Hijo recuerda que recibiste tus bienes en vida

Septiembre 29, 2019

26˚ Domingo del Tiempo Ordinario

Lucas 16: 19-3

Por Padre Manuel Solorzano, Guest Column

Queridos hermanos en el evangelio de este domingo el evangelista Lucas nos presenta la parábola del hombre rico y Lázaro, que nos pone en contacto con el gran peligro que conlleva el egoísmo, o sea, la destrucción del elemento más importante de la creación de Dios, el ser humano. Esto es algo que irrita tremendamente a Jesús, que además advierte que la consecuencia de nuestro egoísmo repercute directamente en nosotros ya que nos priva de lo que verdaderamente puede hacernos plenamente felices, es decir, el compartir lo que tenemos y lo que somos por puro amor.

Los bienes de este mundo nos dan placer y gusto. Con ellos disfrutamos más. O eso nos parece. O de eso nos intenta convencer continuamente la publicidad que nos rodea por todas partes. Se nos asegura que usando el coche A o el perfume B o la ropa C vamos a ser más felices, los demás nos van a respetar más, etc. En definitiva, se supone que los bienes nos dan la seguridad de que carecemos. Sentirnos respetados y admirados por los demás, tener un estatus en la sociedad, disponer de los recursos necesarios para satisfacer nuestras necesidades y deseos, todo eso nos hace sentirnos seguros y confiados. 

Los pobres en este mundo son los que carecen de todo eso. Tienen nada o muy poco. Carecen de seguridad y no disponen de los recursos que les permitirían labrarse un futuro mejor y más seguro. Entre los pobres y los ricos se abre así una gran brecha. Es lo mismo que se ve en la parábola. Pero es una distancia ampliada. Me explico: en la primera parte de la parábola se ve la distancia que hay entre el rico que banquetea todo el día espléndidamente y el mendigo que está echado en el portal, cubierto de llagas. Pero esa distancia se encuentra también en la segunda parte de la parábola. Ahí nos encontramos con que la suerte ha cambiado. Lázaro está en el seno de Abrahán. Ha ido al cielo. En ningún momento se ha dicho que fuera santo ni bueno ni virtuoso. Simplemente se dice que la suerte se invierte en el otro mundo. Al que le tocaron males en este, le tocan bienes allá. Y viceversa. Porque encontramos que el rico también ha muerto, pero le ha tocado en suerte el descenso al infierno con todos los padecimientos que eso comporta. 

La distancia sigue siendo grande pero no tanto que impida el diálogo entre el rico y Abrahán.
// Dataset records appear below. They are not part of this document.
//! Criterion benchmarks for warpsearch-nn: LOOCV parameter search modes.

use criterion::{BenchmarkId, Criterion, criterion_group, criterion_main};
use rand::{Rng, SeedableRng};
use rand_chacha::ChaCha8Rng;

use warpsearch_distance::{Dtw, Erp, Msm};
use warpsearch_nn::{Dataset, LoocvMode, Measure, OneNearestNeighbour};

fn make_dataset(n_series: usize, len: usize) -> Dataset {
    let mut rng = ChaCha8Rng::seed_from_u64(42);
    let values = (0..n_series)
        .map(|k| {
            let freq = 0.1 + (k % 3) as f64 * 0.05;
            (0..len)
                .map(|i| (i as f64 * freq).sin() + rng.gen_range(-0.2..0.2))
                .collect()
        })
        .collect();
    let labels = (0..n_series).map(|k| k % 3).collect();
    Dataset::new(values, labels).unwrap()
}

fn bench_modes<M: Measure>(c: &mut Criterion, name: &str) {
    let mut group = c.benchmark_group(name);
    group.sample_size(10);
    let train = make_dataset(20, 64);

    for mode in [LoocvMode::Naive, LoocvMode::LowerBound, LoocvMode::FastSearch] {
        group.bench_with_input(BenchmarkId::new(format!("{mode:?}"), train.len()), &train, |b, train| {
            b.iter(|| {
                let mut nn = OneNearestNeighbour::<M>::new().with_loocv(mode);
                nn.fit(train).unwrap()
            });
        });
    }

    group.finish();
}

fn bench_prediction(c: &mut Criterion) {
    let train = make_dataset(40, 128);
    let test = make_dataset(20, 128);
    let mut nn = OneNearestNeighbour::new().with_params(Dtw::with_window(12));
    nn.fit(&train).unwrap();
    let exact = nn.clone().with_lower_bound_prediction(false);

    let mut group = c.benchmark_group("dtw_evaluate");
    group.bench_function("lower_bound", |b| b.iter(|| nn.evaluate(&test).unwrap()));
    group.bench_function("exact", |b| b.iter(|| exact.evaluate(&test).unwrap()));
    group.finish();
}

fn bench_loocv(c: &mut Criterion) {
    bench_modes::<Dtw>(c, "dtw_loocv");
    bench_modes::<Erp>(c, "erp_loocv");
    bench_modes::<Msm>(c, "msm_loocv");
}

criterion_group!(benches, bench_loocv, bench_prediction);
criterion_main!(benches);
El rico pide consuelo, en primer lugar, para él –una gota de agua que le refresque– pero sin obtenerlo. Abrahán es duro en su respuesta. No hay nada que recibir puesto que ya recibió todo en vida. Y además se nos aclara otra cuestión: la distancia en el más allá entre arriba y abajo, entre el cielo y el infierno, no es tanto como para impedir la comunicación verbal o visual, pero si como para que nadie pueda cruzar el abismo inmenso que separa las dos partes. Ahí es donde el rico empieza a pedir que se les avise a sus hermanos que llevan el mismo camino que él. Abrahán vuelve a ser duro en su respuesta: ya tienen a Moisés y a los profetas. Ni un muerto resucitado les haría cambiar de vida. 

No hay mucho más que decir. Estamos aquí y ahora. Nos ha tocado arriba o abajo. Posiblemente eso no depende de nosotros. Pero de nosotros depende salvar ese abismo mientras que es franqueable. Hoy y aquí podemos dejar el banquete y acercarnos a los que les ha tocado la peor parte y comenzar una nueva historia en la que se difuminen las fronteras. Tenemos que preguntarnos en qué, dónde, hemos puesto nuestra confianza. Y aceptar el consejo de Pablo. Más nos vale practicar la justicia, la piedad, la fe, el amor, la paciencia, la delicadeza… Todo eso es lo que nos abre al hermano, lo que rompe las distancias. Esa es nuestra tarea aquí y ahora. Eso es el Reino de Dios. Y es urgente.